Twenty-six residents – chosen as a representative sample of the population – took part in the process, during which they heard evidence from a range of experts on issues including the climate itself, food, farming and waste.
Presenting a motion at County Hall, Lancaster East county councillor Lizzi Collinge said that the random selection of the participants ensured that it was not just “the usual suspects” with long-held concerns about climate change – herself included – who had been involved.
She proposed that the county authority back the 65 proposals drawn up by Lancaster city residents and implement them right across Lancashire, where it had the powers to do so.
The most popular suggestions were to commit to educating young people about climate change; for councils to frame all of their work around the issue; work to reduce waste from households and businesses; commit to procuring food from sustainable sources; and launch a “positive” campaign to encourage – rather than shock – residents into changing their habits.
County Hall’s cabinet member for the environment, Michael Green, welcomed the work of the jury – but said that it would not be possible to commit to all of its recommendations just three weeks after they were made.

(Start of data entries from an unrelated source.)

//! # Aerie Pipeline
//!
//! The processing side of the framework: bags flow from a [`Source`]
//! through chains of [`Module`]s, driven by a [`MainLoop`].
//!
//! ## Main loops
//!
//! | Loop | Routing |
//! |------|---------|
//! | [`SequentialMainLoop`] | one chain, optional termination limit |
//! | [`SingleEventMainLoop`] | one chain, exactly one bag |
//! | [`TwoForkMainLoop`] | prefork, signpost-selected fork, postfork |
//!
//! Nested processing is available through [`WhileLoop`] (a module running
//! an inner chain repeatedly) and [`MultiSource`] (a source merging
//! several upstream sources).

pub mod builtins;
pub mod chain;
mod driver;
pub mod errors;
pub mod multi_source;
pub mod sequential;
pub mod single_event;
pub mod stats;
pub mod traits;
pub mod two_fork;
pub mod while_loop;

#[cfg(test)]
mod testing;

pub use builtins::{BagDumpModule, CountingSource, EventIndex, IndexSignpost, PrescaleModule, EVENT_INDEX_KEY};
pub use chain::{ChainOutcome, ModuleChain};
pub use errors::PipelineError;
pub use multi_source::MultiSource;
pub use sequential::SequentialMainLoop;
pub use single_event::SingleEventMainLoop;
pub use stats::LoopStats;
pub use traits::{
    Direction, MainLoop, Module, ModuleResult, Named, SharedMainLoop, SharedModule, SharedSignpost,
    SharedSource, SignpostModule, Source,
};
pub use two_fork::TwoForkMainLoop;
pub use while_loop::{FixedIterations, LoopHooks, WhileLoop, ITERATION_KEY};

He instead proposed a pledge to investigate how the authority could “best respond” to the proposals.
“Many of them have substantial implications for budgets and the deployment of resources.
“For instance, one of the recommendations is for at least one teacher in every school in Lancashire to be accredited to teach climate change. This will obviously require consideration before it can be committed to, since it touches on the training and recruitment of…possibly thousands of teachers,” Cllr Green said.
The amendment was accepted by Cllr Collinge and the seconder of the motion, Lancaster South East county councillor – and Lancaster City Council leader Erica Lewis – who admitted that the people’s jury report was “challenging” for politicians who had to operate within set budgets.
“It’s clear that we do understand the importance of engaging our residents in dealing with big issues, but we also need to meet the fiscal rules of our councils,” she said.
“If you listen to the stories of [those] who participated, they weren’t all people who started the process saying that the climate emergency is the burning issue of our time. Lots of them weren’t sure… but they have been on a journey.
“I think it’s really important we consider very seriously and do whatever we can, wherever we can to deliver [the recommendations] for the people of the district who worked so hard to bring them together for us.”
Cllr Collinge added: “These are ambitious recommendations, but they need to be – our world is going to be changed in ways we can’t even imagine by climate change.
“As we have seen during the pandemic , radical change can happen if the will is there. I hope [we have] the will…to move forward with the same sense of urgency in tackling climate change and the ecological emergency as we have done with the pandemic – because it is on the same level of magnitude in its threat to humanity.”
Other recommendations from the report include making it easier for people not to use cars, the promotion of locally-produced food and the inclusion of either a ground or air source heat pump and/or solar panels on all new housing.
In a preamble to the report, the jury states: “We recognise that many difficult decisions lie ahead, but that we must act immediately and not allow a quest for perfection to get in the way of making progress. We need to take action today, not in 30 years time.
“Our city and county councils must accept that progressive change to fight the climate change emergency will have financial implications. Not being able to fund the recommendations we have listed here is no reason for inaction as money won’t matter in a world that won’t exist as we know it.”
HOW THE PEOPLE’S JURY WORKED
Four thousand random households were invited to apply to take part – from which 26 were chosen to reflect the diversity of the local population, in terms of gender, age, ethnicity, disability, geography, attitude to climate change. They were also selected from a range of locations based on measures of deprivation.
The sessions provided an opportunity for people to work in small groups to think through what climate change means to the Lancaster district and what steps are being taken to address the problem.
Throughout the process, the wider group was joined by a series of experts to talk about the science of climate change and other related topics. A question and answer session then followed before the jury talked about what they had heard.
The process culminated with the jury members formulating their recommendations.
To ensure that the programme was not biased, an oversight panel was established to attend the meetings, comprising representatives of Lancaster University, University of Cumbria, Lancaster City Council, Lancashire County Council, Stagecoach, Bay Health and Care Partners, EDF, Lancaster District Community and Voluntary Solutions, National Farmers’ Union of England and Wales, parish and town councils, Extinction Rebellion and Lancaster Youth for Environment.